EXERCISE DATA:

━━━━━━━━

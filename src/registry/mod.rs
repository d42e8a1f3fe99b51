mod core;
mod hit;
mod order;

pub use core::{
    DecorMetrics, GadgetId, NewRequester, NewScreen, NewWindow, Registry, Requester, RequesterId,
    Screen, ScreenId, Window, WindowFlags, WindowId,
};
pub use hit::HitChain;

━━━━━━━━

Please output the full listing one more time, exactly.

ANSWER:
filename src/registry/mod.rs
repository d42e8a1f3fe99b51
mod core;
mod hit;
mod order;

pub use core::{
    DecorMetrics, GadgetId, NewRequester, NewScreen, NewWindow, Registry, Requester, RequesterId,
    Screen, ScreenId, Window, WindowFlags, WindowId,
};
pub use hit::HitChain;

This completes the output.